### Description of the task
Pull each line containing "sent" from the data.

### Data
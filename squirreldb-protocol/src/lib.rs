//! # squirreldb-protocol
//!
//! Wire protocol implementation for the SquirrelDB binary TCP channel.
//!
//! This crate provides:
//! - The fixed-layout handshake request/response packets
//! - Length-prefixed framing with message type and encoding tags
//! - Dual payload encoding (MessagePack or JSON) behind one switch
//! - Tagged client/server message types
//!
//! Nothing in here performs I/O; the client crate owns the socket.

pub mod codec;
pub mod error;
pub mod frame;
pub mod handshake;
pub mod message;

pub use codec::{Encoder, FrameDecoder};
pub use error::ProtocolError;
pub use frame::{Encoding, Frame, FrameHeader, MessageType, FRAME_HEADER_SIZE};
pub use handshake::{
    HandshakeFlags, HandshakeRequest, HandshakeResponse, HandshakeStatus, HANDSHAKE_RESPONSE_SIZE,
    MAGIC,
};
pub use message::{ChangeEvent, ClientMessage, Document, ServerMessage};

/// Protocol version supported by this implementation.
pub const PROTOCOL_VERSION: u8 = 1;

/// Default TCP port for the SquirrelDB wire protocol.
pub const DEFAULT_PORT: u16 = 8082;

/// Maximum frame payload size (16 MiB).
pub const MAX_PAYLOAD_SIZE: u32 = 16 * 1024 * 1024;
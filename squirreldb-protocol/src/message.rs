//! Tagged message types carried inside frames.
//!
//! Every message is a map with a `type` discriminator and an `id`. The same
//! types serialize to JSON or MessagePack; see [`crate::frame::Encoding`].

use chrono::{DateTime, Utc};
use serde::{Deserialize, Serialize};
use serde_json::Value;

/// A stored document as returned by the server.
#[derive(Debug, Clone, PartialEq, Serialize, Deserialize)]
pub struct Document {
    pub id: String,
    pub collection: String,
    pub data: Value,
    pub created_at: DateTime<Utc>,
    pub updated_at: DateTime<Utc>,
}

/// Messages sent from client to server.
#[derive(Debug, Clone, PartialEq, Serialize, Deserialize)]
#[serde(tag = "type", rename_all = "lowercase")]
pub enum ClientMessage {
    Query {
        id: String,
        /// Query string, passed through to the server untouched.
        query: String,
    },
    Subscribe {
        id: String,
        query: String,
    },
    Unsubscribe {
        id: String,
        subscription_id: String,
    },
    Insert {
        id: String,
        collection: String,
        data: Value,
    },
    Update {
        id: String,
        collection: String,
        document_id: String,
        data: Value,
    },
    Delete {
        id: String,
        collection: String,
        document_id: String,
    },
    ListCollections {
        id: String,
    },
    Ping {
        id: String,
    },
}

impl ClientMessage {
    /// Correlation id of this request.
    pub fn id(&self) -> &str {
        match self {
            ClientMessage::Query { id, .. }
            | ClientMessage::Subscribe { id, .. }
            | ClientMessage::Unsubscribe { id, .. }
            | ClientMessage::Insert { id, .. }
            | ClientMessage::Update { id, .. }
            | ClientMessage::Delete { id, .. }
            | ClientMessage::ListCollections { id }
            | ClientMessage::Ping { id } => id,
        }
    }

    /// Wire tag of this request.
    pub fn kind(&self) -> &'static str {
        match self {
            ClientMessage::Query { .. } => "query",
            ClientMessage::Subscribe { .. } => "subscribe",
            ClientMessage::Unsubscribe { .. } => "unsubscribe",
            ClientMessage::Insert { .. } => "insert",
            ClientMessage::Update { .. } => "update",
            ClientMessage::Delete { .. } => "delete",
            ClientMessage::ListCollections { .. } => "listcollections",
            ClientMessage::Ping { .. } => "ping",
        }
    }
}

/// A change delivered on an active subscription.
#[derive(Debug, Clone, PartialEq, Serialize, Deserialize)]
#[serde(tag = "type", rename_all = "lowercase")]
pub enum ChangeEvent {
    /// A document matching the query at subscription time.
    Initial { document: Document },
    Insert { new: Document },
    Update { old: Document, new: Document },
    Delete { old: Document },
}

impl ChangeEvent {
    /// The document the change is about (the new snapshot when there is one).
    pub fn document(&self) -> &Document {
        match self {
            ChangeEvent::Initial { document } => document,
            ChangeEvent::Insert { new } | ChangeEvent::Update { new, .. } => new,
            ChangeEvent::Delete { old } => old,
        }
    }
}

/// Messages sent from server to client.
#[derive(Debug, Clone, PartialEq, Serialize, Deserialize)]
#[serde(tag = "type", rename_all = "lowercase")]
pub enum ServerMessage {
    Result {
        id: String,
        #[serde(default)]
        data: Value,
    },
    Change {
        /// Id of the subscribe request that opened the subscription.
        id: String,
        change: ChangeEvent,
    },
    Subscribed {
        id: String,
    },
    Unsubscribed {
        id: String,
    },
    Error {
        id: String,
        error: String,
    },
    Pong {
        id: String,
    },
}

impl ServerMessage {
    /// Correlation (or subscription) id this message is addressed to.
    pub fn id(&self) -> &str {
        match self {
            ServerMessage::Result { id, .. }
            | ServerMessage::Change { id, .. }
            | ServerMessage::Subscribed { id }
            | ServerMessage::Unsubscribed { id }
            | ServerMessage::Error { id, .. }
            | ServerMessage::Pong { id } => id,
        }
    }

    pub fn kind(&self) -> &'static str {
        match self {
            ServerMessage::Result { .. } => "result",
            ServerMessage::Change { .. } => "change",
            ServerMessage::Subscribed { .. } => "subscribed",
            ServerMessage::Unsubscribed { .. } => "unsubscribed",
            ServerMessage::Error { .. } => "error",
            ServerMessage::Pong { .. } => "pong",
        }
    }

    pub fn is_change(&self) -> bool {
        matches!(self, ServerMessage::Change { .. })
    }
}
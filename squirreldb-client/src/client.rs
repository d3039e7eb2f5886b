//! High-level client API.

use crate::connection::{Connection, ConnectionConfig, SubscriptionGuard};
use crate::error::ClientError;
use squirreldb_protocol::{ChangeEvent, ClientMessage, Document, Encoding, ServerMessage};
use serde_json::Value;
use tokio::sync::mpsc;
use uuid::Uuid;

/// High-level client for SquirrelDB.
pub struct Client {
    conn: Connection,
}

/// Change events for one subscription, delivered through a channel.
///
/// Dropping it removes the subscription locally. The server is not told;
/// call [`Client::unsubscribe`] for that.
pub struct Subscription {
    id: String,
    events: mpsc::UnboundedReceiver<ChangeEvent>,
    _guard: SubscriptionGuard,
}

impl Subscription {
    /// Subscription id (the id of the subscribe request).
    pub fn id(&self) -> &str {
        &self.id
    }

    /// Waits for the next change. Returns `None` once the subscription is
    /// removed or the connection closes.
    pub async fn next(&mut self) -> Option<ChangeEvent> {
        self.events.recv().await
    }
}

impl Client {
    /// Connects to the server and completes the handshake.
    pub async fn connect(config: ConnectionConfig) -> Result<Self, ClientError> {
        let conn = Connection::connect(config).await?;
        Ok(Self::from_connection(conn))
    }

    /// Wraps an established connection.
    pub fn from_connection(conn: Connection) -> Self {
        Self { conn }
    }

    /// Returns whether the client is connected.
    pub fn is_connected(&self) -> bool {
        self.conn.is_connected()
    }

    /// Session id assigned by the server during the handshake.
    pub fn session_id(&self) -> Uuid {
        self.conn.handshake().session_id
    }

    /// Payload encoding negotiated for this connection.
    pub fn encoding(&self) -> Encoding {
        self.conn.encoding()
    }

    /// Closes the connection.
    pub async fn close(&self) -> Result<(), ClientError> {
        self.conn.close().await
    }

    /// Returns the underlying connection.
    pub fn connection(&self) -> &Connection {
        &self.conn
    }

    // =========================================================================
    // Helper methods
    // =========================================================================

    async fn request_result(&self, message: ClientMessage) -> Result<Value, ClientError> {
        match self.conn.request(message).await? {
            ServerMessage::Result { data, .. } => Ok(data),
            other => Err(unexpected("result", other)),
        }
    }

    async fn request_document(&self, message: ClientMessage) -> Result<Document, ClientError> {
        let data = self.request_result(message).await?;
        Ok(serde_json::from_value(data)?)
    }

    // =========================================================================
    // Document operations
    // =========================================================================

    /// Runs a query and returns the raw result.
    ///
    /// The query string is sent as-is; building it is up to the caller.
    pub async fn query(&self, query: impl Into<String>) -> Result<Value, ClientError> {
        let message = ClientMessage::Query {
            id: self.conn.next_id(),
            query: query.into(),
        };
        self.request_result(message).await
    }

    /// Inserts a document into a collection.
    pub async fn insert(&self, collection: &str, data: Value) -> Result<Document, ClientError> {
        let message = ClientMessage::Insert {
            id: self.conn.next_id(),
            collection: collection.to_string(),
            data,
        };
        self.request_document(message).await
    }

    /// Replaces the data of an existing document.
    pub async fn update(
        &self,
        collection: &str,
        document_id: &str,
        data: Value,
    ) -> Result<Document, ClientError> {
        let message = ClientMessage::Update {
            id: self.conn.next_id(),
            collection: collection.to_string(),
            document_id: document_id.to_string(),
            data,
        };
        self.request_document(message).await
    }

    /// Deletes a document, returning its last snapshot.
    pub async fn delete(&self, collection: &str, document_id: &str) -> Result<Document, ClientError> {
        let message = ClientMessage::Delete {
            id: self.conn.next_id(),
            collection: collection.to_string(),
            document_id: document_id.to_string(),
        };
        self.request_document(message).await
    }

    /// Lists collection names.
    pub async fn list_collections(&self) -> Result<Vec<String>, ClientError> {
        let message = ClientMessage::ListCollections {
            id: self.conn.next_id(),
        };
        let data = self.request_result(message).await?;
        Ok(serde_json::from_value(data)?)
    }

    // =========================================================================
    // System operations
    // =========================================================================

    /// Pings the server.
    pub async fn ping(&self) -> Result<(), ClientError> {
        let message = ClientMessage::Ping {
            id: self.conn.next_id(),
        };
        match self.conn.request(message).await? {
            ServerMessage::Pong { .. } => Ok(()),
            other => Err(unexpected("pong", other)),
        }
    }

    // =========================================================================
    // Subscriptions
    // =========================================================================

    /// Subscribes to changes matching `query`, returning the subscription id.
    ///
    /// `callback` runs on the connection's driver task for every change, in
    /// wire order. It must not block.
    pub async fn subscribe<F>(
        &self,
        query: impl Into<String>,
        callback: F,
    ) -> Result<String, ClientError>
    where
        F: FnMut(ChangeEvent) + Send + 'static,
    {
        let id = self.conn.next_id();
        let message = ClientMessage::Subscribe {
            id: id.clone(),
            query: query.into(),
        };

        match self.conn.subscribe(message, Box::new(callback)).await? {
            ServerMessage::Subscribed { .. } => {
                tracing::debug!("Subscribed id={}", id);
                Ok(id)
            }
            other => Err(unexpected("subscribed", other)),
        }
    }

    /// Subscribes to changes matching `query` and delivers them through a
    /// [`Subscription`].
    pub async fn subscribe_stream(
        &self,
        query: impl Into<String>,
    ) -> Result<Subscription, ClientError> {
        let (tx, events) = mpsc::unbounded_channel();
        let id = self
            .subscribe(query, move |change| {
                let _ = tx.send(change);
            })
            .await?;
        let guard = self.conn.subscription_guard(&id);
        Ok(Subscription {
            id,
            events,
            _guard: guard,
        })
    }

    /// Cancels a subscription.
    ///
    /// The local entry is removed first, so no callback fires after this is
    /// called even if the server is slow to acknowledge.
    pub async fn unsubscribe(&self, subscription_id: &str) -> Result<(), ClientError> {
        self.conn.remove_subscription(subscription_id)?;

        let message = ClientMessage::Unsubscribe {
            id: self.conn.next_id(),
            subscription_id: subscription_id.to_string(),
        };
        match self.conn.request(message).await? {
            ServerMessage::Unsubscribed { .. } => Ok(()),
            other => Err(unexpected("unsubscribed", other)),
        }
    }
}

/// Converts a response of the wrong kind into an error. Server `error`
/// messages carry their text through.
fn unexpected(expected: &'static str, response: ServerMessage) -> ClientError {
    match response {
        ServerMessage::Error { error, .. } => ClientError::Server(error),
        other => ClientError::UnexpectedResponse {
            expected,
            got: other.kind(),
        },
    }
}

### Output of the exercise
/// Messages sent from client to server.
/// Messages sent from server to client.
    /// The query string is sent as-is; building it is up to the caller.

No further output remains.